Akhir tahun 2019 menjadi titik awal munculnya corona virus atau covid-19 di Wuhan, Tiongkok. Covid-19 menyebar di berbagai belahan dunia, memengaruhi dan mengubah berbagai aspek kehidupan, tak terkecuali Indonesia. Covid-19 menyebabkan krisis kesehatan dan krisis ekonomi secara bersamaan di berbagai negara. Menyebarnya virus ini dengan cepat membuat organisasi kesehatan dunia atau World Health Organization (WHO) menetapkannya sebagai pandemi global pada Maret 2020.
Pandemi memiliki level yang lebih tinggi dibanding epidemi atau keadaan ketika suatu penyakit menyebar dengan cepat di antara banyak orang dan dalam jumlah lebih banyak dibanding yang normal terjadi [1]. Covid-19 segera saja menjadi perbincangan global, media sosial, televisi, portal berita dan bahkan percakapan sehari-hari tak lepas dari pembahasan mengenai pandemi ini. Berbagai informasi yang bersifat ilmiah, pengalaman pribadi, cerita mistis, hoaks dan teori konspirasi covid-19 menyebar baik di Indonesia maupun di luar negeri.
Dalam pandangan konspirasi, Covid-19 dianggap sebagai ulah negara-negara adidaya yang akan mengambil keuntungan dari pandemi yang menyebar di dunia. Negara-negara adidaya akan menemukan vaksin dan akan menjual vaksin dengan sangat mahal. Pandangan lain dari teori ini menyebutkan covid-19 dianggap sebagai senjata massal biologis yang direkayasa oleh Amerika Serikat untuk memojokkan Tiongkok.

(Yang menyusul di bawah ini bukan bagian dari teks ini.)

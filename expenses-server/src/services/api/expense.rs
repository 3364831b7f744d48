use actix_web::web::*;

use crate::handlers::expense;

pub fn configure(cfg: &mut ServiceConfig) {
    cfg.service(
        scope("/expenses")
            .service(
                resource("")
                    .route(get().to(expense::get_all))
                    .route(post().to(expense::create)),
            )
            .service(resource("/stats/summary").route(get().to(expense::stats)))
            .service(
                resource("/{id}")
                    .route(get().to(expense::get))
                    .route(put().to(expense::update))
                    .route(delete().to(expense::delete)),
            ),
    );
}
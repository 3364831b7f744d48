use serde::{Deserialize, Serialize};
use uuid::Uuid;

use crate::token::{sign_hmac_sha256, Expiring, HmacSha256Verifier, Token, TokenError};

#[derive(Clone, Copy, Debug, Deserialize, Eq, PartialEq, Serialize)]
pub enum AuthTokenType {
    Access,
    Refresh,
}

#[derive(Clone, Debug, Serialize, Deserialize)]
pub struct AuthTokenClaims {
    #[serde(rename = "uid")]
    pub user_id: Uuid,
    #[serde(rename = "eml")]
    pub user_email: String,
    #[serde(rename = "exp")]
    pub expiration: u64,
    #[serde(rename = "typ")]
    pub token_type: AuthTokenType,
}

#[derive(Clone, Debug, Serialize)]
pub struct NewAuthTokenClaims<'a> {
    #[serde(rename = "uid")]
    pub user_id: Uuid,
    #[serde(rename = "eml")]
    pub user_email: &'a str,
    #[serde(rename = "exp")]
    pub expiration: u64,
    #[serde(rename = "typ")]
    pub token_type: AuthTokenType,
}

impl Expiring for AuthTokenClaims {
    fn expiration(&self) -> u64 {
        self.expiration
    }
}

/// Bearer token identifying the acting user. Tokens are issued elsewhere; this service
/// only needs the signing key to check them.
pub struct AuthToken {}

impl AuthToken {
    pub fn sign_new(claims: &NewAuthTokenClaims, signing_key: &[u8]) -> Result<String, TokenError> {
        let json = serde_json::to_vec(claims).map_err(|_| TokenError::TokenInvalid)?;
        Ok(sign_hmac_sha256(json, signing_key))
    }

    /// Decodes and verifies `token`, accepting only unexpired tokens of `expected_type`.
    pub fn verify_as(
        token: &str,
        expected_type: AuthTokenType,
        signing_key: &[u8],
    ) -> Result<AuthTokenClaims, TokenError> {
        let claims = Self::decode(token)?.verify(signing_key)?;

        if claims.token_type != expected_type {
            return Err(TokenError::WrongTokenType);
        }

        Ok(claims)
    }
}

impl Token for AuthToken {
    type Claims = AuthTokenClaims;
    type Verifier = HmacSha256Verifier;

    fn token_name() -> &'static str {
        "AuthToken"
    }
}
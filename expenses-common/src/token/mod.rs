pub mod auth_token;

use base64::engine::general_purpose::URL_SAFE as b64_urlsafe;
use base64::Engine;
use hmac::{Hmac, Mac};
use serde::de::DeserializeOwned;
use sha2::Sha256;
use std::marker::PhantomData;
use std::time::{SystemTime, UNIX_EPOCH};

type HmacSha256 = Hmac<Sha256>;

#[derive(Debug, PartialEq, Eq)]
pub enum TokenError {
    TokenInvalid,
    TokenExpired,
    TokenMissing,
    WrongTokenType,
}

impl std::error::Error for TokenError {}

impl std::fmt::Display for TokenError {
    fn fmt(&self, f: &mut std::fmt::Formatter<'_>) -> std::fmt::Result {
        match self {
            TokenError::TokenInvalid => write!(f, "TokenInvalid"),
            TokenError::TokenExpired => write!(f, "TokenExpired"),
            TokenError::TokenMissing => write!(f, "TokenMissing"),
            TokenError::WrongTokenType => write!(f, "WrongTokenType"),
        }
    }
}

pub trait Expiring {
    fn expiration(&self) -> u64;
}

pub trait TokenSignatureVerifier {
    fn signature_length() -> usize;
    fn verify(json: &[u8], signature: &[u8], key: &[u8]) -> bool;
}

#[derive(Debug)]
pub struct DecodedToken<C, V>
where
    C: Expiring + DeserializeOwned,
    V: TokenSignatureVerifier,
{
    pub json: Vec<u8>,
    pub signature: Vec<u8>,
    pub claims: C,
    phantom: PhantomData<V>,
}

impl<C, V> DecodedToken<C, V>
where
    C: Expiring + DeserializeOwned,
    V: TokenSignatureVerifier,
{
    /// Checks the signature, then the expiration. Returns the claims only if both pass.
    pub fn verify(self, key: &[u8]) -> Result<C, TokenError> {
        if !V::verify(&self.json, &self.signature, key) {
            return Err(TokenError::TokenInvalid);
        }

        let Ok(now) = SystemTime::now().duration_since(UNIX_EPOCH) else {
            return Err(TokenError::TokenInvalid);
        };

        if self.claims.expiration() <= now.as_secs() {
            return Err(TokenError::TokenExpired);
        }

        Ok(self.claims)
    }
}

/// A token is URL-safe base64 of the claims JSON followed directly by its signature.
pub trait Token {
    type Claims: Expiring + DeserializeOwned;
    type Verifier: TokenSignatureVerifier;

    fn token_name() -> &'static str;

    fn decode(token: &str) -> Result<DecodedToken<Self::Claims, Self::Verifier>, TokenError> {
        const MAX_TOKEN_LENGTH: usize = 8192;

        if token.len() > MAX_TOKEN_LENGTH {
            return Err(TokenError::TokenInvalid);
        }

        let decoded_token = b64_urlsafe
            .decode(token)
            .map_err(|_| TokenError::TokenInvalid)?;

        if decoded_token.len() <= Self::Verifier::signature_length() {
            return Err(TokenError::TokenInvalid);
        }

        let json_len = decoded_token.len() - Self::Verifier::signature_length();
        let (json, signature) = decoded_token.split_at(json_len);

        let claims: Self::Claims =
            serde_json::from_slice(json).map_err(|_| TokenError::TokenInvalid)?;

        Ok(DecodedToken {
            json: Vec::from(json),
            signature: Vec::from(signature),
            claims,
            phantom: PhantomData,
        })
    }
}

fn hmac_sha256(key: &[u8]) -> HmacSha256 {
    HmacSha256::new_from_slice(key).expect("HMAC should not fail to initialize with key")
}

/// Signs `json` and returns the encoded token.
pub(crate) fn sign_hmac_sha256(mut json: Vec<u8>, key: &[u8]) -> String {
    let mut mac = hmac_sha256(key);
    mac.update(&json);
    json.extend_from_slice(&mac.finalize().into_bytes());

    b64_urlsafe.encode(json)
}

#[derive(Debug)]
pub struct HmacSha256Verifier {}

impl TokenSignatureVerifier for HmacSha256Verifier {
    fn signature_length() -> usize {
        32
    }

    fn verify(json: &[u8], signature: &[u8], key: &[u8]) -> bool {
        let mut mac = hmac_sha256(key);
        mac.update(json);

        // Constant-time comparison
        mac.verify_slice(signature).is_ok()
    }
}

Pandangan konspirasi terhadap covid amat beragam sehingga tak sedikit yang kemudian mempercayai teori-teori konspirasi dalam situasi pandemi. Douglas (2019) memandang orang-orang mempercayai teori konspirasi karena kebutuhan untuk mendapatkan informasi dasar dari sebuah fenomena [2]. Manusia memiliki kecenderungan untuk menginginkan rasa aman, kontrol atas lingkungan dan kepastian.
Pandangan terhadap teori-teori konspirasi biasanya muncul dalam situasi yang tidak pasti seperti situasi pandemi saat ini. Situasi krisis–ekonomi, sosial, politik–yang menyebabkan perubahan cepat membuat manusia terancam. Teori-teori konspirasi hadir agar manusia seperti punya sandaran, mempunyai alasan untuk mempersalahkan sesuatu dalam situasi yang kacau. Teori konpiasi juga bukan hal baru di dunia, sejarah mencatat saat Revolusi Perancis bergejolak, teori-teori ini muncul sebagai bagian dari reaksi orang-orang konservatif terhadap revolusi [3].
Covid-19 Siksaan untuk Umat Manusia?
Selain berbagai teori konspirasi yang muncul selama covid-19, beberapa isu agama juga dikaitkan dalam situasi pandemi. Ada anggapan yang menyatakan bahwa covid-19 muncul di Tiongkok karena pemerintah Tiongkok melakukan represi pada muslim Uighur. Virus dimunculkan sebagai balasan dari Tuhan pada pemerintah Tiongkok. Covid-19 juga sering disebut-sebut sebagai azab dari Tuhan pada umat manusia yang banyak berbuat kejahatan, tamak, terlalu mengejar duniawi dan melakukan dosa-dosa.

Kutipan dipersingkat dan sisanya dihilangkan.